El príncipe no pudo contener un gesto de estupor y miró severamente a su favorito.

—Entonces, ¿es que tenías miedo del gran cazador blanco?

—Quería suprimirlo a cualquier precio para hacer un gran servicio a mi benefactor —dijo el griego con audacia.

—¿A mí?

—Sí, alteza.

—¿Matando a quien me ha devuelto la piedra de salagram y ha matado al kala-bâgh?

—Sí, porque estoy seguro de que ese hombre te jugará una mala pasada un día u otro.

—¿Y por qué?

—Porque es inglés, ante todo; y tú sabes, tal vez mejor que yo, que los de su raza fueron siempre los más peligrosos adversarios de los indios. ¿Acaso no han conquistado casi todo el Indostán? Además, ¿por qué lleva consigo ese lord una princesa india que no es assamesa? Abre los ojos, alteza, y no te fíes ciegamente de ese inglés, que no sabemos a qué ha venido.

—A matar tigres, me ha dicho —replicó el príncipe.

—Tú puedes creer lo que quieras; pero no yo, que pertenezco a la raza más astuta de toda Europa.

El rajá, visiblemente impresionado, se puso en pie y empezó a pasear en torno al lecho del herido. Receloso por temperamento, comenzaba a inquietarse.

—¿Qué hacer? —preguntó de pronto, deteniéndose junco al griego, que había seguido sus movimientos con una mirada irónica—. No puedo despedirle así como así; podría tener problemas con el gobernador de Bengala.
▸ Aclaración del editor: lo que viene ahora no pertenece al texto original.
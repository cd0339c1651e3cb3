//! Rate derivation against the previous run's aggregate.
//!
//! Rates are only computed when the previous aggregate is comparable with
//! the current one and a positive amount of time has passed. A missing
//! `requests_total` on either side, or a current `requests_total` below the
//! previous one (counter reset after a restart), discards the previous
//! aggregate for this run. Each rate is then guarded on its own: missing
//! operands, a zero request delta, or a negative result suppress it.

use tracing::debug;

use caddyprobe_core::{Aggregate, Measurement, MetricValue};

pub const REQUESTS_TOTAL: &str = "requests_total";
pub const REQUEST_ERRORS_TOTAL: &str = "request_errors_total";
pub const REQUESTS_IN_FLIGHT: &str = "requests_in_flight";
pub const RESPONSE_DURATION_SUM: &str = "response_duration_seconds_sum";
pub const RESPONSE_SIZE_SUM: &str = "response_size_bytes_sum";

pub const REQUESTS_PER_SECOND: &str = "requests_per_second";
pub const ERROR_RATE: &str = "error_rate";
pub const AVERAGE_REQUEST_TIME: &str = "average_request_time";
pub const DATA_TRANSFER_RATE: &str = "data_transfer_rate";
pub const REQUEST_TRANSFER_RATE: &str = "request_transfer_rate";
pub const ACTIVE: &str = "active";
pub const ACCEPTED_CONNECTIONS: &str = "accepted_connections";

/// Return `previous` only if it can be compared against `current`.
pub fn comparable_baseline<'a>(
    current: &Aggregate,
    previous: Option<&'a Aggregate>,
) -> Option<&'a Aggregate> {
    let previous = previous?;
    let now = current.get(REQUESTS_TOTAL)?;
    let then = previous.get(REQUESTS_TOTAL)?;
    if now.less_than(then) {
        debug!(%now, %then, "requests_total went backwards, ignoring previous snapshot");
        return None;
    }
    Some(previous)
}

/// Derive the measurements for this run.
///
/// `elapsed` is the number of seconds since `previous` was taken, `None`
/// when unknown. Rates come first in a fixed order, followed by the
/// instantaneous `active` and `accepted_connections`.
pub fn evaluate(
    current: &Aggregate,
    previous: Option<&Aggregate>,
    elapsed: Option<f64>,
) -> Vec<Measurement> {
    let mut out = Vec::new();

    match (comparable_baseline(current, previous), elapsed) {
        (Some(baseline), Some(secs)) if secs > 0.0 => {
            push_rates(&mut out, current, baseline, secs);
        }
        (Some(_), _) => debug!(?elapsed, "no positive interval since previous snapshot"),
        (None, _) => {}
    }

    if let Some(in_flight) = current.get(REQUESTS_IN_FLIGHT) {
        out.push(Measurement::new(ACTIVE, in_flight));
    }
    if let Some(requests) = current.get(REQUESTS_TOTAL) {
        out.push(Measurement::new(ACCEPTED_CONNECTIONS, requests));
    }

    out
}

fn push_rates(out: &mut Vec<Measurement>, current: &Aggregate, previous: &Aggregate, secs: f64) {
    let requests = delta(current, previous, REQUESTS_TOTAL);
    emit(out, REQUESTS_PER_SECOND, requests.and_then(|d| d.checked_div(secs)));

    // Per-request averages need requests to have changed.
    let per_request = requests.filter(|d| !d.is_zero()).map(MetricValue::as_f64);

    let errors = delta(current, previous, REQUEST_ERRORS_TOTAL);
    emit(out, ERROR_RATE, errors.and_then(|d| d.checked_div(secs)));

    let duration = delta(current, previous, RESPONSE_DURATION_SUM);
    emit(
        out,
        AVERAGE_REQUEST_TIME,
        duration.zip(per_request).and_then(|(d, n)| d.checked_div(n)),
    );

    let size = delta(current, previous, RESPONSE_SIZE_SUM);
    emit(out, DATA_TRANSFER_RATE, size.and_then(|d| d.checked_div(secs)));
    emit(
        out,
        REQUEST_TRANSFER_RATE,
        size.zip(per_request).and_then(|(d, n)| d.checked_div(n)),
    );
}

fn delta(current: &Aggregate, previous: &Aggregate, key: &str) -> Option<MetricValue> {
    Some(current.get(key)? - previous.get(key)?)
}

fn emit(out: &mut Vec<Measurement>, name: &'static str, rate: Option<f64>) {
    if let Some(rate) = rate.filter(|r| *r >= 0.0) {
        out.push(Measurement::new(name, MetricValue::Float(rate)));
    }
}

#[cfg(test)]
mod tests {
    use super::*;

    fn aggregate(pairs: &[(&str, MetricValue)]) -> Aggregate {
        pairs.iter().map(|(k, v)| (*k, *v)).collect()
    }

    fn names(measurements: &[Measurement]) -> Vec<&'static str> {
        measurements.iter().map(|m| m.name).collect()
    }

    fn value_of(measurements: &[Measurement], name: &str) -> Option<MetricValue> {
        measurements.iter().find(|m| m.name == name).map(|m| m.value)
    }

    fn full(requests: i64, errors: i64, duration: f64, size: i64, in_flight: i64) -> Aggregate {
        aggregate(&[
            (REQUESTS_TOTAL, MetricValue::Int(requests)),
            (REQUEST_ERRORS_TOTAL, MetricValue::Int(errors)),
            (RESPONSE_DURATION_SUM, MetricValue::Float(duration)),
            (RESPONSE_SIZE_SUM, MetricValue::Int(size)),
            (REQUESTS_IN_FLIGHT, MetricValue::Int(in_flight)),
        ])
    }

    #[test]
    fn requests_per_second_over_a_minute() {
        let previous = aggregate(&[(REQUESTS_TOTAL, MetricValue::Int(100))]);
        let current = aggregate(&[
            (REQUESTS_TOTAL, MetricValue::Int(160)),
            (REQUESTS_IN_FLIGHT, MetricValue::Int(3)),
        ]);

        let out = evaluate(&current, Some(&previous), Some(60.0));
        assert_eq!(
            out,
            [
                Measurement::new(REQUESTS_PER_SECOND, MetricValue::Float(1.0)),
                Measurement::new(ACTIVE, MetricValue::Int(3)),
                Measurement::new(ACCEPTED_CONNECTIONS, MetricValue::Int(160)),
            ]
        );
    }

    #[test]
    fn all_rates_in_fixed_order() {
        let previous = full(100, 4, 10.0, 1000, 0);
        let current = full(200, 6, 30.0, 51000, 2);

        let out = evaluate(&current, Some(&previous), Some(50.0));
        assert_eq!(
            names(&out),
            [
                REQUESTS_PER_SECOND,
                ERROR_RATE,
                AVERAGE_REQUEST_TIME,
                DATA_TRANSFER_RATE,
                REQUEST_TRANSFER_RATE,
                ACTIVE,
                ACCEPTED_CONNECTIONS,
            ]
        );
        assert_eq!(value_of(&out, REQUESTS_PER_SECOND), Some(MetricValue::Float(2.0)));
        assert_eq!(value_of(&out, ERROR_RATE), Some(MetricValue::Float(0.04)));
        assert_eq!(value_of(&out, AVERAGE_REQUEST_TIME), Some(MetricValue::Float(0.2)));
        assert_eq!(value_of(&out, DATA_TRANSFER_RATE), Some(MetricValue::Float(1000.0)));
        assert_eq!(value_of(&out, REQUEST_TRANSFER_RATE), Some(MetricValue::Float(500.0)));
    }

    #[test]
    fn counter_reset_drops_all_rates() {
        let previous = full(100, 4, 10.0, 1000, 0);
        let current = aggregate(&[(REQUESTS_TOTAL, MetricValue::Int(90))]);

        let out = evaluate(&current, Some(&previous), Some(60.0));
        assert_eq!(
            out,
            [Measurement::new(ACCEPTED_CONNECTIONS, MetricValue::Int(90))]
        );
    }

    #[test]
    fn counter_reset_keeps_instantaneous_values() {
        let previous = full(100, 4, 10.0, 1000, 0);
        let current = full(5, 0, 0.1, 10, 7);

        let out = evaluate(&current, Some(&previous), Some(60.0));
        assert_eq!(names(&out), [ACTIVE, ACCEPTED_CONNECTIONS]);
        assert_eq!(value_of(&out, ACTIVE), Some(MetricValue::Int(7)));
    }

    #[test]
    fn zero_request_delta_suppresses_per_request_values() {
        let previous = full(100, 4, 10.0, 1000, 0);
        let current = full(100, 4, 10.0, 1000, 0);

        let out = evaluate(&current, Some(&previous), Some(60.0));
        assert_eq!(
            names(&out),
            [REQUESTS_PER_SECOND, ERROR_RATE, DATA_TRANSFER_RATE, ACTIVE, ACCEPTED_CONNECTIONS]
        );
        assert_eq!(value_of(&out, REQUESTS_PER_SECOND), Some(MetricValue::Float(0.0)));
        for m in &out {
            assert!(m.value.as_f64().is_finite(), "{m}");
        }
    }

    #[test]
    fn first_run_has_no_rates() {
        let current = full(100, 4, 10.0, 1000, 1);
        let out = evaluate(&current, None, None);
        assert_eq!(names(&out), [ACTIVE, ACCEPTED_CONNECTIONS]);
    }

    #[test]
    fn missing_or_non_positive_interval_has_no_rates() {
        let previous = full(100, 4, 10.0, 1000, 0);
        let current = full(160, 4, 12.0, 2000, 0);
        for elapsed in [None, Some(0.0), Some(-30.0)] {
            let out = evaluate(&current, Some(&previous), elapsed);
            assert_eq!(names(&out), [ACTIVE, ACCEPTED_CONNECTIONS], "{elapsed:?}");
        }
    }

    #[test]
    fn missing_requests_total_discards_baseline() {
        let previous = aggregate(&[(REQUEST_ERRORS_TOTAL, MetricValue::Int(1))]);
        let current = full(160, 4, 12.0, 2000, 0);
        assert!(comparable_baseline(&current, Some(&previous)).is_none());

        let previous = full(100, 1, 1.0, 10, 0);
        let current = aggregate(&[(REQUEST_ERRORS_TOTAL, MetricValue::Int(2))]);
        assert!(comparable_baseline(&current, Some(&previous)).is_none());
        assert!(evaluate(&current, Some(&previous), Some(60.0)).is_empty());
    }

    #[test]
    fn error_counter_going_backwards_is_not_emitted() {
        let previous = full(100, 10, 1.0, 10, 0);
        let current = full(120, 3, 2.0, 20, 0);

        let out = evaluate(&current, Some(&previous), Some(10.0));
        assert_eq!(value_of(&out, ERROR_RATE), None);
        assert_eq!(value_of(&out, REQUESTS_PER_SECOND), Some(MetricValue::Float(2.0)));
    }

    #[test]
    fn rates_need_both_operands() {
        let previous = aggregate(&[(REQUESTS_TOTAL, MetricValue::Int(100))]);
        let current = full(160, 4, 12.0, 2000, 0);

        let out = evaluate(&current, Some(&previous), Some(60.0));
        assert_eq!(names(&out), [REQUESTS_PER_SECOND, ACTIVE, ACCEPTED_CONNECTIONS]);
    }
}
—Tampoco yo te aconsejaría hacerlo, alteza —dijo el griego.

—¿Entonces?

—¿Quieres dejarme carta blanca?

—El rajá le miró con desconfianza.

—Te las arreglarías para hacerle asesinar por un sicario o que le envenenaran. Pero es un mal sistema que no me libraría de tener quebraderos de cabeza.

—No actuaré contra él. A ti, alteza, sólo te pido que le hagas vigilar estrechamente.

—¿Con quién te meterás, entonces? Quiero saberlo antes.

—Con la misteriosa princesa india. Cuando la tenga en mis manos, la obligaré a decirme quién es, y qué tipo de aventurero es ese lord.

—Creo que desde luego perteneces a la raza más astuta de Europa —dijo el rajá—. Pero no quiero que esa mujer o muchacha sea traída aquí.

—Poseo una casa, donde están mis mujeres —contestó el griego—. Esta noche me haré llevar allá, pero tú dirás a todos que sigo en tu corte y darás orden de que nadie, por ningún motivo, venga a molestarme.

—Haré como deseas. Adiós, y procura sanar pronto.